Over the past two years, I have had an influx of very young girls with Anorexia Nervosa (AN) come to me for treatment. This trend mirrors recent media coverage of the rise in AN among pre-teens. When I tell friends and acquaintances about my work, they are shocked and horrified to learn that many of my AN patients are between 9-12 years old. The typical response is first incredulity, then a remark about how “sad” it is that little girls are under such pressure to be thin and perfect. I am not sad about this at all – in fact, a very young child presenting for AN treatment represents an ideal scenario.
Let me explain. First, there are no good data to support the popular notion that the prevalence of AN has increased over the past few decades (in contrast, the prevalence of bulimia nervosa and binge eating disorder has skyrocketed in recent decades, but that is beyond the scope of this post). Most data in fact suggest that the incidence of AN has remained constant throughout recorded history. Second, we do not yet know how to prevent AN, nor do we know whether AN is possible to prevent.
We do know that children are being diagnosed with and treated for AN at much younger ages now compared to a generation ago. Research has also shown that the prognosis for AN is inversely correlated with age and duration of illness prior to the start of effective treatment. In other words, the younger the patient, the better her chance for full recovery.
The 5th and 6th grade girls who are diagnosed with AN today would most likely have developed AN anyway, but in previous generations the illness would not have been triggered, diagnosed, or treated until later in adolescence, when it is more difficult to treat.
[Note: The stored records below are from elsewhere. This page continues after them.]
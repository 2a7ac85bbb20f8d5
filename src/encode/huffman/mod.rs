//! Byte-level Huffman coding.
//!
//! The pipeline is frequency count, tree build, code derivation, then
//! encode/decode over a string of `'0'`/`'1'` characters. [`HuffmanCoder`]
//! ties the stages together for one session.

pub mod code_table;
pub mod codec;
pub mod frequency;
pub mod tree;

pub use code_table::CodeTable;
pub use codec::{
    CodecError, CompressionStats, Decoded, Encoded, HuffmanCoder, decode, decode_strict, encode,
};
pub use frequency::FrequencyTable;
pub use tree::{HuffmanNode, HuffmanTree};
//! A byte-level Huffman coder with a small HTTP front end.
//!
//! The coder builds a frequency-weighted prefix-code tree for one input,
//! encodes the input into a string of `'0'`/`'1'` characters, and decodes such
//! strings back through the same tree.
//!
//! # Quick Start
//!
//! ```
//! use huffman_server::HuffmanCoder;
//!
//! let mut coder = HuffmanCoder::new();
//! let encoded = coder.encode(b"abracadabra");
//! assert_eq!(encoded.stats.encoded_bits, 23);
//!
//! let decoded = coder.decode(&encoded.bits);
//! assert_eq!(decoded.text, b"abracadabra");
//! assert!(decoded.matches_original);
//! ```
//!
//! # Modules
//!
//! - **encode**: frequency counting, tree construction, code derivation,
//!   encode and decode
//! - **doc**: JSON document views of the model and symbol labels
//! - **server**: configuration, HTTP framing and request routing
//! - **utils**: errors and logging

pub mod doc;
pub mod encode;
pub mod server;
pub mod utils;

// Codec API
pub use encode::huffman::{
    CodeTable, CodecError, CompressionStats, Decoded, Encoded, FrequencyTable, HuffmanCoder,
    HuffmanNode, HuffmanTree,
};

// Documents
pub use doc::{DecodeReport, EncodeReport, escape_symbol, unescape_symbol};

// Service
pub use server::{HuffmanService, Server, ServerConfig};

// Error types
pub use utils::error::{HuffmanError, Result};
Therefore, I view younger age of onset as a positive thing.
AN is triggered by an energy imbalance – that is, a period of time in which a person’s caloric intake is lower than her body’s energy needs. My theory is that kids are developing AN at younger ages because there are more opportunities for energy imbalance to occur in younger children now compared to generations past.
Several factors contribute to this trend of children developing AN at younger ages:
1.) National hysteria about the “obesity epidemic” and well-intentioned but misguided government programs aimed at children.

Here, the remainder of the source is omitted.